> What to produce: What you return should be each line of the data containing the string "JoinHandle".
------------------------------------------------------------
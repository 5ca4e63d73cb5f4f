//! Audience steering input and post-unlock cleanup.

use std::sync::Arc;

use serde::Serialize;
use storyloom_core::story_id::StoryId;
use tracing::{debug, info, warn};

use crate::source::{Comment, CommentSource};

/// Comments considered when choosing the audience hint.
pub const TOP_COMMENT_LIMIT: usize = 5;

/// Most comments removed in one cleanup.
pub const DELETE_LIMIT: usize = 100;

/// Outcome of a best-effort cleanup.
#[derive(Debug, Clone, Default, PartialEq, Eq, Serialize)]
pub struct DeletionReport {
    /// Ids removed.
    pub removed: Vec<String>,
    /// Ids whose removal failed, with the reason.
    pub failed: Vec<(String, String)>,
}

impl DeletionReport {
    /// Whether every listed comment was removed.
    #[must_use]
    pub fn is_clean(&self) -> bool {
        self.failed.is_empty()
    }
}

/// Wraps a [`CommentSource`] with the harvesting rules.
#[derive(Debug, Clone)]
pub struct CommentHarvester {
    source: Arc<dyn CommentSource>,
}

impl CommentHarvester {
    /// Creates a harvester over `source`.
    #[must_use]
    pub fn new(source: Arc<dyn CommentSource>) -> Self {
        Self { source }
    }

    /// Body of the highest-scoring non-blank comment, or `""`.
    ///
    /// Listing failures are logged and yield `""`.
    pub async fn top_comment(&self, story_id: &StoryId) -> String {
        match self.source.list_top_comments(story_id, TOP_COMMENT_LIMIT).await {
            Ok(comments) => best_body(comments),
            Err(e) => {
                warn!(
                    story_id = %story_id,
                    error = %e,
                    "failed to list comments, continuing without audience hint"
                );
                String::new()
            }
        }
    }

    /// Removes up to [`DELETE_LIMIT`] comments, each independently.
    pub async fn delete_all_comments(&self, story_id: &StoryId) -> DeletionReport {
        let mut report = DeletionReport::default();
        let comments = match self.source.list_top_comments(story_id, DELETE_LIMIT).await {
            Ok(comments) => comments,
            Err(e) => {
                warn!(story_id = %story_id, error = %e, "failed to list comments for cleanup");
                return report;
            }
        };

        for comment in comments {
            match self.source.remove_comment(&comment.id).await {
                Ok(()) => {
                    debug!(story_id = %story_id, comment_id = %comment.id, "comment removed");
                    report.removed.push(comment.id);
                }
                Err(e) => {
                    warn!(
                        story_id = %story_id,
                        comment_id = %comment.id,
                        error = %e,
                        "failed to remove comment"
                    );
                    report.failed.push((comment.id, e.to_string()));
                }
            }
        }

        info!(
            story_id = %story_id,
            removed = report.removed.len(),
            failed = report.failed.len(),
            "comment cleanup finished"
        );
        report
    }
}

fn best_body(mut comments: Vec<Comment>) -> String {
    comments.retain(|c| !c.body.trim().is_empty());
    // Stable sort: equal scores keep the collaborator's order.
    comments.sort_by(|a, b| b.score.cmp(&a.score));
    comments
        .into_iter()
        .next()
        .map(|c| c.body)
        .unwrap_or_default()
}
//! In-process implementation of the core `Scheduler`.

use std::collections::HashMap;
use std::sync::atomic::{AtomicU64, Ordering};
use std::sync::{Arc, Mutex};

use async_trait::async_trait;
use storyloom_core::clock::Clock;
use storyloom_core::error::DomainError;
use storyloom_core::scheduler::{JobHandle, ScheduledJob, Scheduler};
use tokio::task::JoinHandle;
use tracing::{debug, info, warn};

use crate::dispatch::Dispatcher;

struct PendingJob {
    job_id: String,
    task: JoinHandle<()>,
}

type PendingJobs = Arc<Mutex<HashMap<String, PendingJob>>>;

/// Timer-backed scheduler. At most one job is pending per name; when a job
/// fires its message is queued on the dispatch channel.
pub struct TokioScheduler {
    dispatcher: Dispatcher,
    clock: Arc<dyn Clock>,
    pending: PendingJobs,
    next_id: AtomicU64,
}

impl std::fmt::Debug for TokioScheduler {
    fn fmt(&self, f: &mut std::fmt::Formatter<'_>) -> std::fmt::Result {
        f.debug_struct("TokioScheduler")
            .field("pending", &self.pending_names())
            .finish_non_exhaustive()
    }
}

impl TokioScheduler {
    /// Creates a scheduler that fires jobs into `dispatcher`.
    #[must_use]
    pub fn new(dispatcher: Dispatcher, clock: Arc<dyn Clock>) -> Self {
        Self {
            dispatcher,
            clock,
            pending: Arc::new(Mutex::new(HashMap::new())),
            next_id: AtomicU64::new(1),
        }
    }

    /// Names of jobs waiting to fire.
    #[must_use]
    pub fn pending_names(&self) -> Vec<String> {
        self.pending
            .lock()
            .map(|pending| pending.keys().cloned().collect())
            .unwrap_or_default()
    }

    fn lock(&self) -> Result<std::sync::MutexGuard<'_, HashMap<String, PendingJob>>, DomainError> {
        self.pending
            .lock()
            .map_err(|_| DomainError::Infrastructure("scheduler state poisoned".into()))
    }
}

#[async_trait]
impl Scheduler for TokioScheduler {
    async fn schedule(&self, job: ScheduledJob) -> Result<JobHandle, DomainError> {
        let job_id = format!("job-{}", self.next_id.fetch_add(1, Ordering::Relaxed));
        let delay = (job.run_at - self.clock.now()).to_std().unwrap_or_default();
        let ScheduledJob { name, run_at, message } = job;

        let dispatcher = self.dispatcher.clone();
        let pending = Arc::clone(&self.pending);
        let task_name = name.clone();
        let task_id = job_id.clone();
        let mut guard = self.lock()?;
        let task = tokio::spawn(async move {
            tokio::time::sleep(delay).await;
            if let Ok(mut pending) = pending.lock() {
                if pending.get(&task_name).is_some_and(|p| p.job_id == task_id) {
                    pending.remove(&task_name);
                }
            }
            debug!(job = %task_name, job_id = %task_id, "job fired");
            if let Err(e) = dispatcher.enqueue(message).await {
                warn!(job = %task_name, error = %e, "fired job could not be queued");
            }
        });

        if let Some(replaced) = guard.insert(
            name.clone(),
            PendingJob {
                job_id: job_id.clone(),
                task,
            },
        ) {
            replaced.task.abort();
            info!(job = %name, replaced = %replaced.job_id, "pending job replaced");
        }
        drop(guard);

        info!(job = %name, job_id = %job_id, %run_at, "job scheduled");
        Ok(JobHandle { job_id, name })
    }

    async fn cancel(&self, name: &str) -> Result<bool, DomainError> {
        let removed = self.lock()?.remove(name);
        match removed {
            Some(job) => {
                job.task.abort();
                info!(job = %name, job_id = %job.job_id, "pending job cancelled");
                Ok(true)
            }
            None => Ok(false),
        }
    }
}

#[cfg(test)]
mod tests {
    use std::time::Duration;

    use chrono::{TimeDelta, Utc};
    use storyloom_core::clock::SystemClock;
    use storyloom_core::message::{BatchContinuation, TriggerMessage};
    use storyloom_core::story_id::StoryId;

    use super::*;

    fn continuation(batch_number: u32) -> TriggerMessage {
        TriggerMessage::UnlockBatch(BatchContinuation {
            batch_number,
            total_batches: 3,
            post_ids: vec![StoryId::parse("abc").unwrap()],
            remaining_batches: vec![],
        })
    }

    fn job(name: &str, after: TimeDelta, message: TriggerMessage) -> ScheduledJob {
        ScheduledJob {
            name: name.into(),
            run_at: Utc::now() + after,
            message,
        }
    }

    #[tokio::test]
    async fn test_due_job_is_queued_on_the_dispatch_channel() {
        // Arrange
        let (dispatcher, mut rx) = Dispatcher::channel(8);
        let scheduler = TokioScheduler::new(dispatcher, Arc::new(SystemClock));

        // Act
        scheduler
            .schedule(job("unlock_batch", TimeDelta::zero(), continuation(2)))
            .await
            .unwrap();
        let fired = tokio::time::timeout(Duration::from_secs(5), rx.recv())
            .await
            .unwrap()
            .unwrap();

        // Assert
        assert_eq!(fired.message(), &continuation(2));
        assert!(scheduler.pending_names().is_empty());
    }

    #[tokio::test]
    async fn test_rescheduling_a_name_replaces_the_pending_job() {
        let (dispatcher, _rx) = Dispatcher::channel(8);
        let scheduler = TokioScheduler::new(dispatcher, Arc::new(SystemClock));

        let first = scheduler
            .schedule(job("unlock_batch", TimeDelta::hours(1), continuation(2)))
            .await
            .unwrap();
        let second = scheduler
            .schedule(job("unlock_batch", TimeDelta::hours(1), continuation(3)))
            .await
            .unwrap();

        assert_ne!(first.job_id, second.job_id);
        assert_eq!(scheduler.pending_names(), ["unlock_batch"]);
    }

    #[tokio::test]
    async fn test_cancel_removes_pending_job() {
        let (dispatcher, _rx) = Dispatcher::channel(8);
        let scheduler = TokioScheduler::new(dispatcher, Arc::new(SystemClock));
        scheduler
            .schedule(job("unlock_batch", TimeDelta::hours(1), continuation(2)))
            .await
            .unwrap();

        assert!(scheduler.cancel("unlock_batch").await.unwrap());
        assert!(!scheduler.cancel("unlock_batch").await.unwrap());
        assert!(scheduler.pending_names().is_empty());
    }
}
------------------------------------------------------------
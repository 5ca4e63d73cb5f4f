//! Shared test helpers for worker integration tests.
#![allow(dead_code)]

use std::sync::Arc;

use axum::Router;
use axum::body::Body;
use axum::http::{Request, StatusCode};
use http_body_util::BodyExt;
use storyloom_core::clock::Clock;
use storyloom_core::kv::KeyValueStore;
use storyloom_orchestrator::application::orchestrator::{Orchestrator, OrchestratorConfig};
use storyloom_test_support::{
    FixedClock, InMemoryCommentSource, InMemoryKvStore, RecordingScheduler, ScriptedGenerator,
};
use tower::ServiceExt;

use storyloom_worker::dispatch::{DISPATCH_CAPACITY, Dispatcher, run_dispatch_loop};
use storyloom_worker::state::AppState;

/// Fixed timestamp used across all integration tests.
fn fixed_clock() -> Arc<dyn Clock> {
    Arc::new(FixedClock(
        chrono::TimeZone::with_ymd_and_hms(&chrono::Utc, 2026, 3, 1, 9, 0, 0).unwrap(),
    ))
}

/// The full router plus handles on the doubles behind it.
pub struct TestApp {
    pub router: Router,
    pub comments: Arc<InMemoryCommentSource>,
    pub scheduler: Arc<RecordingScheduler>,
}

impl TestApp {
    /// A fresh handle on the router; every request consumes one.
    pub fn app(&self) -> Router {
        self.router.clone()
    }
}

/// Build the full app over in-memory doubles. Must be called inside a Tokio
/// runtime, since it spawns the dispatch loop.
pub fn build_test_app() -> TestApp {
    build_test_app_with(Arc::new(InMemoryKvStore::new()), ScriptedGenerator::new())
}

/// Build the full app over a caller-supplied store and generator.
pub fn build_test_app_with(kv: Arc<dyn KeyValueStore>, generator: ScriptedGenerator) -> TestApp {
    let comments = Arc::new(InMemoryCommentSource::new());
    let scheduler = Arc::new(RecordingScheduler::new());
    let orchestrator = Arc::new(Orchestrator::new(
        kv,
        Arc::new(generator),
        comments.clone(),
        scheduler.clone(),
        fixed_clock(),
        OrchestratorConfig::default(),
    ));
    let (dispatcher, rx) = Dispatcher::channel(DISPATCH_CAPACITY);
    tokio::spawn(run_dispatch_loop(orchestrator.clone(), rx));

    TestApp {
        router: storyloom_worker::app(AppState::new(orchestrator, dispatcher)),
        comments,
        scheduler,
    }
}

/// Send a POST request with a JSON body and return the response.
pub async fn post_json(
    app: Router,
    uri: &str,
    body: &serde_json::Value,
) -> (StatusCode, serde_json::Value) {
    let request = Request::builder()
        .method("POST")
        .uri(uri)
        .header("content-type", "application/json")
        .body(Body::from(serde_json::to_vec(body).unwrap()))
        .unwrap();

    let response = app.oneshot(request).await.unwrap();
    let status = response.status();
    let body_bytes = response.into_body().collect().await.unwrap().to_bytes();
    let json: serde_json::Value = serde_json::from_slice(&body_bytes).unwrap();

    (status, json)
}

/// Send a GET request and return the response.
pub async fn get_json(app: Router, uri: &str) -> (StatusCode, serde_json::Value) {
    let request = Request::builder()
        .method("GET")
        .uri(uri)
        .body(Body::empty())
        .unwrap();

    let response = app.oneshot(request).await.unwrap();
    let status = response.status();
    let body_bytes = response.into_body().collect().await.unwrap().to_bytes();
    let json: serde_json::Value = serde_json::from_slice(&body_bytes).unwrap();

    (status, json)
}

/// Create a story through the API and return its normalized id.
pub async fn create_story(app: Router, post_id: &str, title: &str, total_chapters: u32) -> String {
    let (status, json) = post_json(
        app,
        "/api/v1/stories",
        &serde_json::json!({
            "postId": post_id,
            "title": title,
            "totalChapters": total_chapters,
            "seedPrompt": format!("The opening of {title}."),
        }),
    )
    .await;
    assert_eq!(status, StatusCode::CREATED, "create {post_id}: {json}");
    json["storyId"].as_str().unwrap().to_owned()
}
------------------------------------------------------------
> Output of the exercise:
use tokio::task::JoinHandle;
    task: JoinHandle<()>,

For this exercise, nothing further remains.